Órgãos federais realizaram uma cerimônia nesta terça-feira (30) para marcar a conclusão da operação de retirada de não indígenas da Terra Indígena Karipuna, localizada em Rondônia. O evento ocorreu na Aldeia Panorama e destacou o cumprimento de uma determinação judicial que visa proteger os direitos dos povos originários.
A desocupação das terras, iniciada no começo de junho deste ano, atendeu a uma ordem do ministro Luís Roberto Barroso, do Supremo Tribunal Federal (STF), e a uma decisão da Justiça Federal. O Ministério dos Povos Indígenas (MPI) classificou a operação como um sucesso, focada na remoção de grileiros e extrativistas ilegais para resguardar a vida dos indígenas e garantir o usufruto exclusivo da área, conforme previsto na Constituição Federal.
Mais de 20 órgãos federais participaram do processo de desintrusão, coordenado pela Casa Civil da Presidência da República. Durante a ação, foram destruídas mais de 20 edificações irregulares e apreendidos 54 metros cúbicos de madeira extraída ilegalmente. Os detalhes completos dos resultados foram apresentados na cerimônia, enfatizando o impacto na preservação do território.
A Terra Indígena Karipuna ocupa cerca de 153 mil hectares, equivalente a milhares de campos de futebol oficiais, e está situada entre os municípios de Porto Velho e Nova Mamoré, próxima à fronteira com a Bolívia. Demarcada em 1997 e homologada em 1998, a área tem sido alvo constante de invasões por madeireiros, grileiros, pecuaristas e pescadores, o que ameaça a sobrevivência e os direitos dos indígenas locais.

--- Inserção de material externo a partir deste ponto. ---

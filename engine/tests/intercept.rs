#![cfg(unix)]

mod common;

use common::{Harness, REJECT_DOG_PARENTS, REJECT_NEGATIVE_AGE};
use relcheck_engine::{
    CallSite, CheckStatus, DataValues, DeclaredClass, DeclaredMethod, Linked, Submission,
    VerificationEngine,
};
use relcheck_ontology::IndividualValue;

struct Person {
    age: i64,
}

impl DataValues for Person {
    fn value_of(&self, variable: &str) -> Option<IndividualValue> {
        (variable == "age").then_some(IndividualValue::Int(self.age))
    }
}

fn adopt(
    engine: &VerificationEngine,
    method: &DeclaredMethod,
    child: &Linked,
    parent: &Linked,
    depth: u32,
) -> Vec<Submission> {
    let (inner, mut outer) = method
        .call(engine, &[child, parent], CallSite::new("family.rs", 30 + depth), || {
            if depth > 0 {
                adopt(engine, method, child, parent, depth - 1)
            } else {
                Vec::new()
            }
        })
        .unwrap();
    outer.extend(inner);
    outer
}

#[test]
fn declared_method_emits_one_request_per_binding() {
    let harness = Harness::new(REJECT_DOG_PARENTS);
    let engine = harness.start();
    let method = DeclaredMethod::new("adopt").bind("hasParent", 0, 1);
    let child = Linked::new("onto.person1", "Person");
    let dog = Linked::new("onto.dog1", "Dog");

    let submissions = adopt(&engine, &method, &child, &dog, 0);
    assert_eq!(submissions.len(), 1);

    let report = engine.shutdown().unwrap();
    assert_eq!(report.violations, 1);
    assert_eq!(
        harness.sink.lines(),
        ["Error on line 30 in file family.rs: person.hasParent.dog is not allowed in your ontology"]
    );
}

#[test]
fn recursive_calls_are_not_checked() {
    let harness = Harness::new("exit 0");
    let engine = harness.start();
    let method = DeclaredMethod::new("adopt").bind("hasParent", 0, 1);
    let child = Linked::new("onto.person1", "Person");
    let parent = Linked::new("onto.person2", "Person");

    let submissions = adopt(&engine, &method, &child, &parent, 3);
    assert_eq!(submissions.len(), 1);
    engine.shutdown().unwrap();
    assert_eq!(engine.stats().cache_entries, 1);
}

#[test]
fn out_of_range_binding_is_skipped() {
    let harness = Harness::new("exit 0");
    let engine = harness.start();
    let method = DeclaredMethod::new("adopt").bind("hasParent", 0, 5);
    let child = Linked::new("onto.person1", "Person");
    let ((), submissions) = method
        .call(&engine, &[&child], CallSite::new("family.rs", 1), || ())
        .unwrap();
    assert!(submissions.is_empty());
    engine.shutdown().unwrap();
}

#[test]
fn declared_class_checks_bound_values() {
    let harness = Harness::new(REJECT_NEGATIVE_AGE);
    let engine = harness.start();
    let class = DeclaredClass::new("Person", "onto").bind("age", "age");

    let (first, _) = class
        .construct(&engine, CallSite::new("family.rs", 50), || Person { age: -5 })
        .unwrap();
    let (second, submissions) = class
        .construct(&engine, CallSite::new("family.rs", 51), || Person { age: -5 })
        .unwrap();
    assert_eq!(first.linked.individual, "onto.person1");
    assert_eq!(second.linked.individual, "onto.person2");
    assert_eq!(second.value.age, -5);
    assert!(matches!(
        submissions[..],
        [Submission::Deduplicated { occurrences: 2, .. }]
    ));

    let report = engine.shutdown().unwrap();
    let key = relcheck_engine::CacheKey::Constraint {
        constraint: "age".into(),
        variable: "age".into(),
        value: IndividualValue::Int(-5),
    };
    assert_eq!(engine.status(&key), Some(CheckStatus::ConstraintViolation));
    assert_eq!(report.total_diagnostics(), 2);
    assert_eq!(report.diagnostics[0].instance.as_deref(), Some("person2"));
}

Com a conclusão da desintrusão, o governo federal planeja iniciar a fase de consolidação para impedir o retorno dos invasores. Isso inclui a inutilização de instalações como pontes, vias de acesso, cercas e construções que não sejam de interesse do povo Karipuna, além de ações diárias de monitoramento e patrulhamento para manter a integridade do território.